Exercise brief:
Whatever the records say, give every one of them again exactly.

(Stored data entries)

════════════════

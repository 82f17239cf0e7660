use super::INVALID_PHONE_NUMBER;
use crate::result::FieldValidationResult;

/// Shortest accepted number, sign excluded
pub const MIN_PHONE_LEN: usize = 6;
/// Longest accepted number, sign excluded
pub const MAX_PHONE_LEN: usize = 12;
/// Most digits a number may carry
pub const MAX_PHONE_DIGITS: usize = 11;
/// Fewest digits in any hyphen-separated group
pub const MIN_GROUP_DIGITS: usize = 3;
/// Exact digit count of the final group of a hyphenated number
pub const LAST_GROUP_DIGITS: usize = 4;

/// Whether `raw` is an acceptable phone number
///
/// One leading `+` or `-` may precede the number. The rest is 6 to 12
/// characters of digits and hyphens holding at most 11 digits. When
/// hyphenated, every group has at least 3 digits and the last exactly 4.
#[must_use]
pub fn is_valid_phone_number(raw: &str) -> bool {
    let number = raw.strip_prefix(&['+', '-'][..]).unwrap_or(raw);

    if !number.chars().all(|c| c.is_ascii_digit() || c == '-') {
        return false;
    }
    if !(MIN_PHONE_LEN..=MAX_PHONE_LEN).contains(&number.len()) {
        return false;
    }
    if number.bytes().filter(u8::is_ascii_digit).count() > MAX_PHONE_DIGITS {
        return false;
    }
    if !number.contains('-') {
        return true;
    }

    let groups: Vec<&str> = number.split('-').collect();
    match groups.split_last() {
        Some((last, leading)) => {
            last.len() == LAST_GROUP_DIGITS && leading.iter().all(|g| g.len() >= MIN_GROUP_DIGITS)
        }
        None => false,
    }
}

/// Validate the phone number field
#[must_use]
pub fn validate_phone_number(raw: &str) -> FieldValidationResult {
    FieldValidationResult::check(is_valid_phone_number(raw), INVALID_PHONE_NUMBER)
}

════════════════

Exercise output:
repository 82f17239cf0e7660
use super::INVALID_PHONE_NUMBER;
use crate::result::FieldValidationResult;

/// Shortest accepted number, sign excluded
pub const MIN_PHONE_LEN: usize = 6;
/// Longest accepted number, sign excluded
pub const MAX_PHONE_LEN: usize = 12;
/// Most digits a number may carry
pub const MAX_PHONE_DIGITS: usize = 11;
/// Fewest digits in any hyphen-separated group
pub const MIN_GROUP_DIGITS: usize = 3;
/// Exact digit count of the final group of a hyphenated number
pub const LAST_GROUP_DIGITS: usize = 4;

/// Whether `raw` is an acceptable phone number
///
/// One leading `+` or `-` may precede the number. The rest is 6 to 12
/// characters of digits and hyphens holding at most 11 digits. When
/// hyphenated, every group has at least 3 digits and the last exactly 4.
#[must_use]
pub fn is_valid_phone_number(raw: &str) -> bool {
    let number = raw.strip_prefix(&['+', '-'][..]).unwrap_or(raw);

    if !number.chars().all(|c| c.is_ascii_digit() || c == '-') {
        return false;
    }
    if !(MIN_PHONE_LEN..=MAX_PHONE_LEN).contains(&number.len()) {
        return false;
    }
    if number.bytes().filter(u8::is_ascii_digit).count() > MAX_PHONE_DIGITS {
        return false;
    }
    if !number.contains('-') {
        return true;
    }

    let groups: Vec<&str> = number.split('-').collect();
    match groups.split_last() {
        Some((last, leading)) => {
            last.len() == LAST_GROUP_DIGITS && leading.iter().all(|g| g.len() >= MIN_GROUP_DIGITS)
        }
        None => false,
    }
}

/// Validate the phone number field
#[must_use]
pub fn validate_phone_number(raw: &str) -> FieldValidationResult {
    FieldValidationResult::check(is_valid_phone_number(raw), INVALID_PHONE_NUMBER)
}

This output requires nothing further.